I would not work in the gambling/casino/slot machine industry. To me, that's just taking advantage of people with poor math skills or impulse control issues. (Though I would be okay with lotteries. Unlike a lot of people, I see the two as different.) Probably not pornography, (legal) prostitution, or tobacco either.



Mustrum_Ridcully said:


> I am a software developer, and I probably don't want to work in nuclear energy. The risk of screwing that up is way too high. Of course, people that write software for nukes or nuclear recators - are they that good, or do they just overestimate their abilities or underestimate the risks?

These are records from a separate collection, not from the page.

//! Конфигурация запуска
//!
//! Размеры матриц и блока потоков задаются во время выполнения и
//! проверяются один раз до обращения к устройству.

use crate::device::{Dim2, DeviceInfo};
use crate::error::ConfigError;
use crate::matrix::MatrixType;
use clap::ValueEnum;
use serde::Serialize;
use std::path::PathBuf;

/// Ширина синтетических матриц по умолчанию
pub const DEFAULT_WIDTH: usize = 64;
/// Блок потоков по умолчанию
pub const DEFAULT_TILE: Dim2 = Dim2::new(4, 4);

/// Тип элементов матриц
#[derive(Debug, Clone, Copy, PartialEq, Eq, ValueEnum, Serialize)]
#[serde(rename_all = "lowercase")]
pub enum ElementKind {
    /// 64-битные беззнаковые целые, точное сравнение
    U64,
    /// 32-битные числа с плавающей точкой, сравнение с допуском
    F32,
}

impl ElementKind {
    /// Размер одного элемента в байтах
    pub fn size_bytes(self) -> usize {
        match self {
            ElementKind::U64 => std::mem::size_of::<u64>(),
            ElementKind::F32 => std::mem::size_of::<f32>(),
        }
    }
}

/// Где исполняются ядра
#[derive(Debug, Clone, Copy, PartialEq, Eq, ValueEnum, Serialize)]
#[serde(rename_all = "lowercase")]
pub enum BackendKind {
    /// Первое OpenCL устройство системы
    #[value(name = "opencl")]
    OpenCl,
    /// Эмулятор сетки исполнителей на CPU
    Host,
}

/// Проверяемая операция
#[derive(Debug, Clone, Copy, PartialEq, Eq, ValueEnum, Serialize)]
#[serde(rename_all = "lowercase")]
pub enum Operation {
    Multiply,
    Transpose,
}

/// Откуда берутся операнды
#[derive(Debug, Clone, PartialEq, Eq)]
pub enum OperandSource {
    /// Две текстовые матрицы
    Files { a: PathBuf, b: PathBuf },
    /// Сгенерированные квадратные матрицы
    Synthetic { width: usize, fill: MatrixType },
}

#[derive(Debug, Clone, PartialEq, Eq)]
pub struct RunConfig {
    pub source: OperandSource,
    pub operation: Operation,
    pub element: ElementKind,
    pub backend: BackendKind,
    pub tile: Dim2,
}

impl RunConfig {
    pub fn synthetic(width: usize) -> Self {
        Self {
            source: OperandSource::Synthetic {
                width,
                fill: MatrixType::Indexed,
            },
            operation: Operation::Multiply,
            element: ElementKind::U64,
            backend: BackendKind::OpenCl,
            tile: DEFAULT_TILE,
        }
    }

    /// Проверки, не требующие устройства
    pub fn validate(&self) -> Result<(), ConfigError> {
        match self.source {
            OperandSource::Synthetic { width: 0, .. } => return Err(ConfigError::ZeroWidth),
            OperandSource::Synthetic { width, .. } => {
                let bytes = width
                    .checked_mul(width)
                    .and_then(|n| n.checked_mul(self.element.size_bytes()));
                if !matches!(bytes, Some(b) if b <= isize::MAX as usize) {
                    return Err(ConfigError::WidthTooLarge { width });
                }
            }
            OperandSource::Files { .. } if self.operation != Operation::Multiply => {
                return Err(ConfigError::FileOperandsMultiplyOnly);
            }
            OperandSource::Files { .. } => {}
        }
        if self.tile.x == 0 || self.tile.y == 0 {
            return Err(ConfigError::ZeroTile {
                x: self.tile.x,
                y: self.tile.y,
            });
        }
        Ok(())
    }

    /// Проверка блока потоков против возможностей открытого устройства
    pub fn validate_for_device(&self, info: &DeviceInfo) -> Result<(), ConfigError> {
        validate_tile(self.tile, info)
    }
}

pub(crate) fn validate_tile(tile: Dim2, info: &DeviceInfo) -> Result<(), ConfigError> {
    if tile.x == 0 || tile.y == 0 {
        return Err(ConfigError::ZeroTile { x: tile.x, y: tile.y });
    }
    if !matches!(tile.checked_area(), Some(area) if area <= info.max_work_group_size) {
        return Err(ConfigError::TileTooLarge {
            x: tile.x,
            y: tile.y,
            max: info.max_work_group_size,
        });
    }
    Ok(())
}
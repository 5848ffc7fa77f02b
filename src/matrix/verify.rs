//! Сравнение результатов устройства с эталоном CPU

use super::element::Element;
use super::types::Matrix;
use crate::error::MatrixError;
use serde::Serialize;
use tracing::{debug, info, warn};

/// Итог поэлементного сравнения
#[derive(Debug, Clone, Copy, PartialEq, Serialize)]
pub struct VerificationReport {
    /// Число различающихся элементов; 0 означает PASS
    pub mismatches: usize,
    pub total: usize,
    /// Максимальная абсолютная разница среди расхождений
    pub max_abs_diff: f64,
    pub tolerance: f64,
}

impl VerificationReport {
    pub fn passed(&self) -> bool {
        self.mismatches == 0
    }

    /// Строка вердикта в формате исходных программ
    pub fn verdict(&self) -> String {
        if self.passed() {
            "PASSED!".to_string()
        } else {
            format!("FAILED: {} errors", self.mismatches)
        }
    }
}

/// Сравнивает результаты GPU и CPU вычислений
///
/// Целые сравниваются точно, числа с плавающей точкой с допуском
/// [`Element::TOLERANCE`].
pub fn compare_results<T: Element>(
    device: &Matrix<T>,
    reference: &Matrix<T>,
) -> Result<VerificationReport, MatrixError> {
    if device.height() != reference.height() || device.width() != reference.width() {
        return Err(MatrixError::ShapeMismatch {
            height: reference.height(),
            width: reference.width(),
            len: device.len(),
        });
    }

    let mut mismatches = 0;
    let mut max_abs_diff = 0.0f64;
    for (idx, (&got, &want)) in device.as_slice().iter().zip(reference.as_slice()).enumerate() {
        if T::mismatch(got, want) {
            if mismatches == 0 {
                debug!(
                    "первое расхождение: [{}][{}] устройство={} эталон={}",
                    idx / reference.width().max(1),
                    idx % reference.width().max(1),
                    got,
                    want
                );
            }
            mismatches += 1;
            let diff = T::abs_diff(got, want);
            if diff.is_nan() {
                max_abs_diff = f64::NAN;
            } else if !max_abs_diff.is_nan() {
                max_abs_diff = max_abs_diff.max(diff);
            }
        }
    }

    let report = VerificationReport {
        mismatches,
        total: reference.len(),
        max_abs_diff,
        tolerance: T::TOLERANCE,
    };
    if report.passed() {
        info!("результаты устройства и CPU совпадают ({} элементов)", report.total);
    } else {
        warn!(
            "обнаружены расхождения: {} из {}, максимальная разница {}",
            report.mismatches, report.total, report.max_abs_diff
        );
    }
    Ok(report)
}
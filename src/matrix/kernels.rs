//! Ядра для матричных операций
//!
//! Здесь два представления одних и тех же ядер: исходник OpenCL C для
//! настоящего устройства и тела исполнителей на Rust для эмулятора
//! сетки на хосте. Каждый исполнитель пишет не больше одного элемента
//! результата и никогда не пишет в чужую ячейку.

use super::element::Element;
use crate::device::geometry::WorkerId;

/// Имя ядра умножения в программе (C-строка для `clCreateKernel`)
pub const MATRIX_MULT_KERNEL_NAME: &str = "matrix_mult\0";
/// Имя ядра транспонирования в программе
pub const MATRIX_TRANSPOSE_KERNEL_NAME: &str = "matrix_transpose\0";

/// Исходный код ядер; тип элемента задается при сборке через `-D ELEMENT=...`
pub static MATRIX_KERNELS: &str = r#"
#pragma OPENCL FP_CONTRACT OFF

#ifndef ELEMENT
#error "ELEMENT must be defined at build time"
#endif

__kernel void matrix_mult(
    __global ELEMENT* out,
    __global const ELEMENT* a,
    const int h_a,
    const int w_a,
    __global const ELEMENT* b,
    const int w_b
) {
    const int i = get_group_id(0) * get_local_size(0) + get_local_id(0);
    const int j = get_group_id(1) * get_local_size(1) + get_local_id(1);

    // Лишние исполнители на краю сетки ничего не делают
    if (i >= h_a || j >= w_b) return;

    ELEMENT sum = 0;
    for (int k = 0; k < w_a; k++) {
        sum += a[i * w_a + k] * b[k * w_b + j];
    }
    out[i * w_b + j] = sum;
}

__kernel void matrix_transpose(
    __global ELEMENT* out,
    __global const ELEMENT* in,
    const int width
) {
    const int x = get_group_id(0) * get_local_size(0) + get_local_id(0);
    const int y = get_group_id(1) * get_local_size(1) + get_local_id(1);

    if (x >= width || y >= width) return;

    out[y * width + x] = in[x * width + y];
}
"#;

/// Размерности умножения: A имеет размер `h_a x w_a`, B `w_a x w_b`
#[derive(Debug, Clone, Copy, PartialEq, Eq)]
pub struct MultiplyDims {
    pub h_a: usize,
    pub w_a: usize,
    pub w_b: usize,
}

impl MultiplyDims {
    pub fn output_len(&self) -> usize {
        self.h_a * self.w_b
    }
}

/// Запись одного исполнителя: индекс в выходном буфере и значение
pub type KernelWrite<T> = Option<(usize, T)>;

/// Тело ядра умножения для одного исполнителя
pub fn matrix_mult_worker<T: Element>(
    worker: WorkerId,
    a: &[T],
    b: &[T],
    dims: MultiplyDims,
) -> KernelWrite<T> {
    let coord = worker.global();
    let (i, j) = (coord.x, coord.y);
    if i >= dims.h_a || j >= dims.w_b {
        return None;
    }

    let mut sum = T::default();
    for k in 0..dims.w_a {
        sum = T::accumulate(sum, a[i * dims.w_a + k], b[k * dims.w_b + j]);
    }
    Some((i * dims.w_b + j, sum))
}

/// Тело ядра транспонирования для одного исполнителя
pub fn matrix_transpose_worker<T: Element>(
    worker: WorkerId,
    input: &[T],
    width: usize,
) -> KernelWrite<T> {
    let coord = worker.global();
    let (x, y) = (coord.x, coord.y);
    if x >= width || y >= width {
        return None;
    }
    Some((y * width + x, input[x * width + y]))
}

#[cfg(test)]
mod tests {
    use super::*;
    use crate::device::geometry::Dim2;

    fn worker_at(x: usize, y: usize) -> WorkerId {
        WorkerId {
            block: Dim2::new(x, y),
            thread: Dim2::new(0, 0),
            block_dim: Dim2::new(1, 1),
        }
    }

    #[test]
    fn out_of_extent_workers_do_nothing() {
        let a = [1u64; 4];
        let dims = MultiplyDims { h_a: 2, w_a: 2, w_b: 2 };
        assert_eq!(matrix_mult_worker(worker_at(2, 0), &a, &a, dims), None);
        assert_eq!(matrix_mult_worker(worker_at(0, 2), &a, &a, dims), None);
        assert_eq!(matrix_transpose_worker(worker_at(0, 2), &a, 2), None);
    }

    #[test]
    fn first_element_of_indexed_four_by_four() {
        let m: Vec<u64> = (0..16).map(u64::from_index).collect();
        let dims = MultiplyDims { h_a: 4, w_a: 4, w_b: 4 };
        assert_eq!(matrix_mult_worker(worker_at(0, 0), &m, &m, dims), Some((0, 5600)));
    }

    #[test]
    fn transpose_worker_swaps_coordinates() {
        let m: Vec<u64> = (0..9).collect();
        assert_eq!(matrix_transpose_worker(worker_at(0, 2), &m, 3), Some((6, 2)));
        assert_eq!(matrix_transpose_worker(worker_at(1, 1), &m, 3), Some((4, 4)));
    }

    #[test]
    fn source_defines_both_entry_points() {
        for name in [MATRIX_MULT_KERNEL_NAME, MATRIX_TRANSPOSE_KERNEL_NAME] {
            let bare = name.trim_end_matches('\0');
            assert!(MATRIX_KERNELS.contains(&format!("__kernel void {}(", bare)));
        }
    }
}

On the other hand, everyone knows it's risky, so everyone builds in safeguards and redundancies, and testing is very high. As well, the environment your code will be executed in is highly controlled.

Personally, I'd be more scared of writing software for cars. Environmental conditions vary drastically. Road conditions vary as well. There are pedestrians, children running around, bikers. The car might be in use for a long time, and the owner might not be diligent about inspections/servicing, so you cannot rely on the physical parts performing to spec. Heck, even driving skill varies significantly as well.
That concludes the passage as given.